The perfect crispy on the outside, chewy on the inside, cavernous, yet dense, boiled and baked bagel is as elusive as any other "holy grail" food item. Coveted by many, perfected by few, the ability to bake a delicious bagel is truly an art form. After hanging out with Blake and Amy from Beauty's Bagel Shop in Oakland, CA for a few mornings to watch how they make their delicious Montreal style, wood fired bagels, I have learned a whole lot about the process from watching the pros and am excited to share it with everyone here in this Instructable.
Before we get on with the show, let's take a brief moment to learn some bagel history.
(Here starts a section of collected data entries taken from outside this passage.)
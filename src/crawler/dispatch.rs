//! Batch dispatch loop
//!
//! The loop cycles through four phases until the source runs dry:
//!
//! 1. ask the source for the next batch (an empty batch means drained)
//! 2. submit every item of the batch to the pool
//! 3. collect exactly one completion per submitted item
//! 4. persist each completion as it arrives
//!
//! The next batch is only requested once every completion of the current
//! one has been persisted, so an item can never be dispatched twice in a
//! run. A fatal fetch error or a cancellation aborts the pool at once;
//! whatever was not persisted stays pending for the next run.

use crate::fetcher::{ErrorClass, FetchError};
use crate::model::FrontierItem;
use crate::pool::{TaskHandler, WorkerPool};
use crate::{HarvestError, Result};
use async_trait::async_trait;
use std::time::Instant;
use tokio_util::sync::CancellationToken;

/// Where the dispatch loop gets its work from and records outcomes to
#[async_trait]
pub trait BatchSource: Send {
    type Output: Send + 'static;

    /// Up to `limit` items still awaiting an outcome
    async fn next_batch(&mut self, limit: usize) -> Result<Vec<FrontierItem>>;

    async fn persist_success(&mut self, item: &FrontierItem, output: Self::Output) -> Result<()>;

    async fn persist_failure(&mut self, item: &FrontierItem, error: &FetchError) -> Result<()>;
}

/// Counters for one drained run
#[derive(Debug, Clone, Default, PartialEq, Eq)]
pub struct DrainReport {
    pub batches: usize,
    pub dispatched: usize,
    pub persisted: usize,
    /// Completions recorded with a recoverable error
    pub errors: usize,
}

/// Runs the dispatch loop until `source` has no more work
///
/// On success the pool is shut down gracefully; on any error it is aborted.
pub async fn drain<H, S>(
    mut pool: WorkerPool<H>,
    source: &mut S,
    batch_size: usize,
    cancel: &CancellationToken,
) -> Result<DrainReport>
where
    H: TaskHandler<Task = FrontierItem>,
    S: BatchSource<Output = H::Output>,
{
    match run_cycles(&mut pool, source, batch_size.max(1), cancel).await {
        Ok(report) => {
            pool.shutdown().await;
            Ok(report)
        }
        Err(e) => {
            pool.abort();
            Err(e)
        }
    }
}

async fn run_cycles<H, S>(
    pool: &mut WorkerPool<H>,
    source: &mut S,
    batch_size: usize,
    cancel: &CancellationToken,
) -> Result<DrainReport>
where
    H: TaskHandler<Task = FrontierItem>,
    S: BatchSource<Output = H::Output>,
{
    let mut report = DrainReport::default();
    let started = Instant::now();

    loop {
        let batch = tokio::select! {
            _ = cancel.cancelled() => return Err(HarvestError::Interrupted),
            batch = source.next_batch(batch_size) => batch?,
        };

        if batch.is_empty() {
            tracing::info!(
                "Frontier drained: {} items in {} batches ({} errors) in {:.1}s",
                report.persisted,
                report.batches,
                report.errors,
                started.elapsed().as_secs_f64()
            );
            return Ok(report);
        }

        let dispatched = batch.len();
        report.batches += 1;
        tracing::debug!("Dispatching batch {} of {} items", report.batches, dispatched);

        for item in batch {
            tokio::select! {
                _ = cancel.cancelled() => return Err(HarvestError::Interrupted),
                submitted = pool.submit(item) => submitted?,
            }
        }
        report.dispatched += dispatched;

        let mut received = 0;
        while received < dispatched {
            let completion = tokio::select! {
                _ = cancel.cancelled() => return Err(HarvestError::Interrupted),
                completion = pool.next_completion() => completion,
            };

            let Some(completion) = completion else {
                return Err(HarvestError::BatchIncomplete {
                    dispatched,
                    received,
                });
            };
            received += 1;

            match completion.outcome {
                Ok(output) => source.persist_success(&completion.task, output).await?,
                Err(error) if error.class() == ErrorClass::Fatal => {
                    tracing::error!("Fatal error fetching {}: {}", completion.task.id, error);
                    return Err(HarvestError::FatalTransport {
                        id: completion.task.id,
                        source: error,
                    });
                }
                Err(error) => {
                    tracing::warn!("Failed to fetch {}: {}", completion.task.id, error);
                    report.errors += 1;
                    source.persist_failure(&completion.task, &error).await?;
                }
            }
            report.persisted += 1;
        }

        let elapsed = started.elapsed().as_secs_f64();
        tracing::info!(
            "Progress: {} items persisted, {} errors, {:.2} items/sec",
            report.persisted,
            report.errors,
            report.persisted as f64 / elapsed.max(f64::EPSILON)
        );
    }
}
Although wildly popular as a breakfast item now, the bagel was if not invented, then at least first mentioned in Krakow, Poland in 1610 as a baked gift to give to women in childbirth. It is not clear whether the bagel was a symbol of fertility, or simply a tasty object for the woman to bite down upon in labor. A rival creation story tells of a Viennese baker who created the bagel in 1683 to honor the Polish King Jan III Sobieski for saving Austria from the Turks. The Baker molded the roll into the shape we now know and love into a stirrup (German for stirrup: beugel) to symbolize the King’s passion for horses. However, the childbirth story from Krakow pre-dates this event and is believed to be the actual beginning of the bagel.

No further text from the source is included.